I decided to handle Isaac’s horrible behavior with bribery. I knew this wasn’t the best long-term parenting. He needed to learn a lesson. To be taught that he couldn’t act like that. But I also needed to get us through the game and out of there before the sun rose again. Isaac inherited certain characteristics from the woman I love and will fight to the death over anything.
Unfortunately I had just lectured Elijah about the importance of earning his own money and that his allowance was there so that he could buy his own treats. Elijah called out for justice. After your first few kids, justice and fairness are quickly abandoned. Parents don’t want justice. They want quiet.
I quickly bought Isaac a treat and then had to bowl again. I threw the ball and went back to keeping the boys from making people want to call social services.
And I got another strike.
The odds of this being random were rapidly decreasing. I continued wrangling the boys and flinging the ball, barely noticing it out of the corner of my eye. Strike. Spare. Strike. Spare. Spare. Strike. Strike.
I can’t remember the final score, but it was somewhere around 190. And to add to the strange evening, I was bowling against a man who I had regularly seen get scores well north of 200 and he was having a bad night. I stayed of ahead of him the entire time. This is a man that cursed at a spare and considered a strike to be no cause for celebration at all.
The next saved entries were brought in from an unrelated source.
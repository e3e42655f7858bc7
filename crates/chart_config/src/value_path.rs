//! Segmented paths into a value tree.
//!
//! A [`ValuePath`] is the address every other component uses to reach into the
//! operator's values: `global.praefect.virtualStorages[1].tlsSecretName` is
//! the key `global`, the key `praefect`, the key `virtualStorages`, the list
//! index `1` and finally the key `tlsSecretName`.
//!
//! # Examples
//!
//! ```rust
//! use chart_config::ValuePath;
//!
//! let path = ValuePath::parse("global.praefect.virtualStorages[1].tlsSecretName")?;
//! assert_eq!(path.len(), 5);
//! assert_eq!(path.to_string(), "global.praefect.virtualStorages[1].tlsSecretName");
//!
//! let built = ValuePath::from_keys(&["global", "redis"]).child("cache");
//! assert_eq!(built.to_string(), "global.redis.cache");
//! # Ok::<(), chart_config::ConfigurationError>(())
//! ```

use std::fmt;
use std::str::FromStr;

use crate::errors::{ConfigurationError, ConfigurationResult};

#[cfg(test)]
#[path = "value_path_tests.rs"]
mod tests;

/// One step of a [`ValuePath`].
#[derive(Debug, Clone, PartialEq, Eq, Hash)]
pub enum PathSegment {
    /// Look up a key in a mapping.
    Key(String),
    /// Look up a position in a sequence.
    Index(usize),
}

/// An ordered sequence of keys and indices.
#[derive(Debug, Clone, Default, PartialEq, Eq, Hash)]
pub struct ValuePath {
    segments: Vec<PathSegment>,
}

impl ValuePath {
    /// The empty path, which addresses the whole tree.
    pub fn root() -> Self {
        Self::default()
    }

    /// Builds a path made only of mapping keys.
    pub fn from_keys(keys: &[&str]) -> Self {
        Self {
            segments: keys
                .iter()
                .map(|key| PathSegment::Key((*key).to_string()))
                .collect(),
        }
    }

    /// Parses the dotted textual form, e.g. `gitlab.sidekiq.pods[0].queues`.
    ///
    /// # Errors
    ///
    /// Returns `ConfigurationError::InvalidPath` for empty input, empty key
    /// segments, or malformed `[index]` suffixes.
    pub fn parse(text: &str) -> ConfigurationResult<Self> {
        let invalid = |reason: String| ConfigurationError::InvalidPath {
            path: text.to_string(),
            reason,
        };

        if text.is_empty() {
            return Err(invalid("path is empty".to_string()));
        }

        let mut segments = Vec::new();
        for part in text.split('.') {
            let (key, mut rest) = match part.find('[') {
                Some(open) => (&part[..open], &part[open..]),
                None => (part, ""),
            };

            if key.is_empty() {
                return Err(invalid("empty key segment".to_string()));
            }
            if key.contains(']') {
                return Err(invalid(format!("unexpected ']' in key '{}'", key)));
            }
            segments.push(PathSegment::Key(key.to_string()));

            while !rest.is_empty() {
                if !rest.starts_with('[') {
                    return Err(invalid(format!("unexpected '{}' after index", rest)));
                }
                let close = rest
                    .find(']')
                    .ok_or_else(|| invalid("unterminated index".to_string()))?;
                let digits = &rest[1..close];
                let index = digits
                    .parse::<usize>()
                    .map_err(|_| invalid(format!("'{}' is not a list index", digits)))?;
                segments.push(PathSegment::Index(index));
                rest = &rest[close + 1..];
            }
        }

        Ok(Self { segments })
    }

    /// Returns a new path extended by a mapping key.
    pub fn child(&self, key: &str) -> Self {
        let mut segments = self.segments.clone();
        segments.push(PathSegment::Key(key.to_string()));
        Self { segments }
    }

    /// Returns a new path extended by a sequence index.
    pub fn index(&self, index: usize) -> Self {
        let mut segments = self.segments.clone();
        segments.push(PathSegment::Index(index));
        Self { segments }
    }

    pub fn segments(&self) -> &[PathSegment] {
        &self.segments
    }

    pub fn len(&self) -> usize {
        self.segments.len()
    }

    pub fn is_empty(&self) -> bool {
        self.segments.is_empty()
    }
}

impl fmt::Display for ValuePath {
    fn fmt(&self, f: &mut fmt::Formatter<'_>) -> fmt::Result {
        for (position, segment) in self.segments.iter().enumerate() {
            match segment {
                PathSegment::Key(key) if position == 0 => write!(f, "{}", key)?,
                PathSegment::Key(key) => write!(f, ".{}", key)?,
                PathSegment::Index(index) => write!(f, "[{}]", index)?,
            }
        }
        Ok(())
    }
}

impl FromStr for ValuePath {
    type Err = ConfigurationError;

    fn from_str(text: &str) -> Result<Self, Self::Err> {
        Self::parse(text)
    }
}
On any other night, if I got a strike I would look shocked and commemorate the event with photos and a short speech. Now I looked like an expert bowler who could throw strikes while barely looking and holding a kid under one arm. He probably thought I was having an off night, scoring low with the distractions. I never dissuaded him from this assumption.
I have tried since then to perform the same, but the next time I played I returned to my previous level. I can’t reproduce the circumstances of that night (and frankly, I wouldn’t want to), where my mind gave no thought and my body just performed as it should.
But I did learn this. Sometimes to do well, you have to let go.